— What you should do —
Of the entries below, restate word for word only the section that runs from the line with "use rand::SeedableRng;" to the line with "game.advance(1_000);", counting both ends.

— Working data —
▼

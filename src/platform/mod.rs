//! Platform abstraction layer
//!
//! Handles browser/native differences for:
//! - Frame and timer callbacks (`requestAnimationFrame`/`setInterval` on web)
//! - The presentation surface (DOM elements on web, a recorder natively)

#[cfg(target_arch = "wasm32")]
pub mod browser;
#[cfg(target_arch = "wasm32")]
pub mod dom;
pub mod headless;

#[cfg(target_arch = "wasm32")]
pub use browser::BrowserScheduler;
#[cfg(target_arch = "wasm32")]
pub use dom::DomSurface;
pub use headless::HeadlessSurface;
use glam::Vec2;
use rand::SeedableRng;
use rand_pcg::Pcg32;

use data_treasure::platform::HeadlessSurface;
use data_treasure::sim::Phase;
use data_treasure::{BubbleAnchor, Game, Settings, VirtualScheduler, Wake};

type HeadlessGame = Game<Pcg32, VirtualScheduler, HeadlessSurface>;

fn new_game(seed: u64) -> HeadlessGame {
    Game::new(
        Settings::default(),
        Pcg32::seed_from_u64(seed),
        VirtualScheduler::new(),
        HeadlessSurface::new(Vec2::new(600.0, 400.0)),
    )
}

#[test]
fn full_round_with_fixed_pointer() {
    let mut game = new_game(2024);
    game.pointer_moved(Vec2::new(400.0, 400.0));
    game.start();

    let mut last_score = 0;
    for tick in 1..=60 {
        game.advance(1_000);
        let session = game.session();
        assert!(session.score >= last_score, "score dropped at tick {}", tick);
        last_score = session.score;
        assert!(session.collectibles.len() <= 8);
    }

    let session = game.session();
    assert_eq!(session.time_left, 0);
    assert!(!session.is_playing());
    assert!(session.collectibles.is_empty());

    let surface = game.surface();
    assert_eq!(surface.live_collectibles(), 0);
    assert_eq!(surface.placed(), surface.removed());
    assert_eq!(surface.bubble_anchor(), Some(BubbleAnchor::Centered));
    assert_eq!(
        surface.bubble(),
        Some(format!("Game Over! Score: {} 🎉", last_score).as_str())
    );

    // Banner, pause, then a fresh round
    game.advance(5_000 + 2_000);
    let session = game.session();
    assert!(session.is_playing());
    assert_eq!(session.round, 2);
    assert_eq!(session.score, 0);
    assert_eq!(session.time_left, 60);
    assert_eq!(session.collectibles.len(), 1);
    assert_eq!(game.surface().score_label(), 0);
}

#[test]
fn end_cancels_every_round_subscription() {
    let mut game = new_game(7);
    game.start();
    game.advance(3_000);

    game.end();
    for wake in [Wake::Frame, Wake::Countdown, Wake::Spawn] {
        assert!(!game.subscriptions().is_armed(wake), "{:?}", wake);
        assert!(!game.scheduler().has_pending(wake), "{:?}", wake);
    }
    assert!(game.scheduler().has_pending(Wake::EndBanner));

    // Ending twice changes nothing
    let pending = game.scheduler().pending();
    game.end();
    assert_eq!(game.scheduler().pending(), pending);
    assert_eq!(game.session().phase, Phase::Ending);
}

#[test]
fn actor_tracks_pointer_and_pupils_follow() {
    let mut game = new_game(3);
    game.start();
    game.pointer_moved(Vec2::new(100.0, 300.0));
    game.advance(2_000);

    let actor = game.surface().actor();
    assert!(actor.distance(Vec2::new(100.0, 300.0)) < 1.0);
    assert_eq!(game.surface().pupils().len(), 2);
    assert!(game.surface().pupils().iter().all(|p| p.length() <= 3.0 + 1e-5));
}

#[test]
fn same_seed_same_round() {
    let run = |seed| {
        let mut game = new_game(seed);
        game.boot();
        for step in 0..120u32 {
            let x = (step * 37 % 600) as f32;
            let y = (step * 53 % 400) as f32;
            game.pointer_moved(Vec2::new(x, y));
            game.advance(500);
        }
        (game.session().score, game.surface().placed())
    };

    assert_eq!(run(11), run(11));
}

▲

— Answer to this exercise —
use rand::SeedableRng;
use rand_pcg::Pcg32;

use data_treasure::platform::HeadlessSurface;
use data_treasure::sim::Phase;
use data_treasure::{BubbleAnchor, Game, Settings, VirtualScheduler, Wake};

type HeadlessGame = Game<Pcg32, VirtualScheduler, HeadlessSurface>;

fn new_game(seed: u64) -> HeadlessGame {
    Game::new(
        Settings::default(),
        Pcg32::seed_from_u64(seed),
        VirtualScheduler::new(),
        HeadlessSurface::new(Vec2::new(600.0, 400.0)),
    )
}

#[test]
fn full_round_with_fixed_pointer() {
    let mut game = new_game(2024);
    game.pointer_moved(Vec2::new(400.0, 400.0));
    game.start();

    let mut last_score = 0;
    for tick in 1..=60 {
        game.advance(1_000);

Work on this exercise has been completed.